И на руках у нее тоже был ребенок. Пошла дальше. На поле дети играли в мяч, было их много, и мяч был красный. Ребенок потянулся к ним с ее рук и громко заплакал. Она дала ему грудь и воротилась назад, а на кургане уже стояли солдаты, направляя на нее штыки. Она быстро побежала к церкви, стоявшей посреди поля, к белой, легкой церкви, построенной словно из облаков и неизмеримо высокой. Там кого-то хоронили, гроб был большой, черный, наглухо закрытый крышкой. Но священник и дьякон ходили по церкви в белых ризах и пели:
Христос воскресе из мертвых…
Дьякон кадил, кланялся ей, улыбался, волосы у него была ярко-рыжие и лицо веселое, как у Самойлова. Сверху, из купола, падали широкие, как полотенца, солнечные лучи. На обоих клиросах тихо пели мальчики:
Христос воскресе из мертвых…
- Взять их! - вдруг крикнул священник, останавливаясь посреди церкви. Риза исчезла с него, на лице появились седые, строгие усы. Все бросились бежать, и дьякон побежал, швырнув кадило в сторону, схватившись руками за голову, точно хохол. Мать уронила ребенка на пол, под ноги людей, они обегали его стороной, боязливо оглядываясь на голое тельце, а она встала на колени и кричала им:
- Не бросайте дитя! Возьмите его…
Христос воскресе из мертвых… -
пел хохол, держа руки за спиной и улыбаясь.
Она наклонилась, подняла ребенка и посадила его на воз теса, рядом с которым медленно шел Николай и хохотал, говоря:
- Дали мне тяжелую работу…
На улице было грязно, из окон домов высовывались люди и свистели, кричали, махали руками. День был ясный, ярко горело солнце, а теней нигде не было.
- Пойте, ненько! - говорил хохол. - Такая жизнь!
И пел, заглушая все звуки своим голосом. Мать шла за ним;
вдруг оступилась, быстро полетела в бездонную глубину, и глубина эта пугливо выла ей встречу…
Она проснулась, охваченная дрожью. Как будто чья-то шершавая, тяжелая рука схватила сердце ее и, зло играя, тихонько жмет его. Настойчиво гудел призыв на работу, она определила, что это уже второй. В комнате беспорядочно валялись книги, одежда, - все было сдвинуто, разворочено, пол затоптан.

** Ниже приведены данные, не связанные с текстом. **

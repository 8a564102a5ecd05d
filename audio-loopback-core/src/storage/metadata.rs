use std::fs;
use std::path::{Path, PathBuf};

use crate::models::error::AudioError;
use crate::models::recording_result::RecordingMetadata;

/// Path of the JSON sidecar for `recording_path`.
pub fn metadata_path(recording_path: &Path) -> PathBuf {
    recording_path.with_extension("metadata.json")
}

/// Write recording metadata as a JSON sidecar file.
///
/// Creates `{recording}.metadata.json` alongside the recording.
pub fn write_metadata(metadata: &RecordingMetadata, recording_path: &Path) -> Result<PathBuf, AudioError> {
    let path = metadata_path(recording_path);
    let json = serde_json::to_string_pretty(metadata).map_err(|e| AudioError::storage("failed to serialize metadata", e))?;
    fs::write(&path, json).map_err(|e| AudioError::storage("failed to write metadata", e))?;
    Ok(path)
}

/// Read recording metadata from a JSON sidecar file.
pub fn read_metadata(recording_path: &Path) -> Result<RecordingMetadata, AudioError> {
    let json = fs::read_to_string(metadata_path(recording_path))
        .map_err(|e| AudioError::storage("failed to read metadata", e))?;
    serde_json::from_str(&json).map_err(|e| AudioError::storage("failed to parse metadata", e))
}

Она встала и, не умываясь, не молясь богу, начала прибирать комнату. В кухне на глаза ей попалась палка с куском кумача, она неприязненно взяла ее в руки и хотела сунуть под печку, но, вздохнув, сняла с нее обрывок знамени, тщательно сложила красный лоскут и спрятала его в карман, а палку переломила о колено и бросила на шесток. Потом вымыла окна и пол холодной водой, поставила самовар, оделась. Села в кухне у окна, и снова перед вею встал вопрос:
«Что же теперь делать?»
Вспомнив, что еще не молилась, она встала перед образами и, постояв несколько секунд, снова села - в сердце было пусто.
Было странно тихо, - как будто люди, вчера так много кричавшие на улице, сегодня спрятались в домах и молча думают о необычном дне.
Вдруг ей вспомнилась картина, которую она видела однажды во дни юности своей: в старом парке господ Заусайловых был большой пруд, густо заросший кувшинками. В серый день осени она шла мимо пруда и посреди него увидала лодку. Пруд был темен, покоен, и лодка была точно приклеена к черной воде, грустно украшенной желтыми листьями. Глубокой печалью, неведомым горем веяло от этой лодки без гребца и весел, одинокой, неподвижной на матовой воде среди умерших листьев. Мать долго стояла тогда на берегу пруда, думая - кто это оттолкнул лодку от берега, зачем? Вечером того дня узнали, что в пруде утопилась жена приказчика Заусайловых, маленькая женщина с черными, всегда растрепанными волосами и быстрой походкой.
Мать провела рукой по лицу, и мысль ее трепетно поплыла над впечатлениями вчерашнего дня. Охваченная ими, она сидела долго, остановив глаза на остывшей чашке чая, а в душе ее разгоралось желание увидеть кого-то умного, простого, спросить его о многом.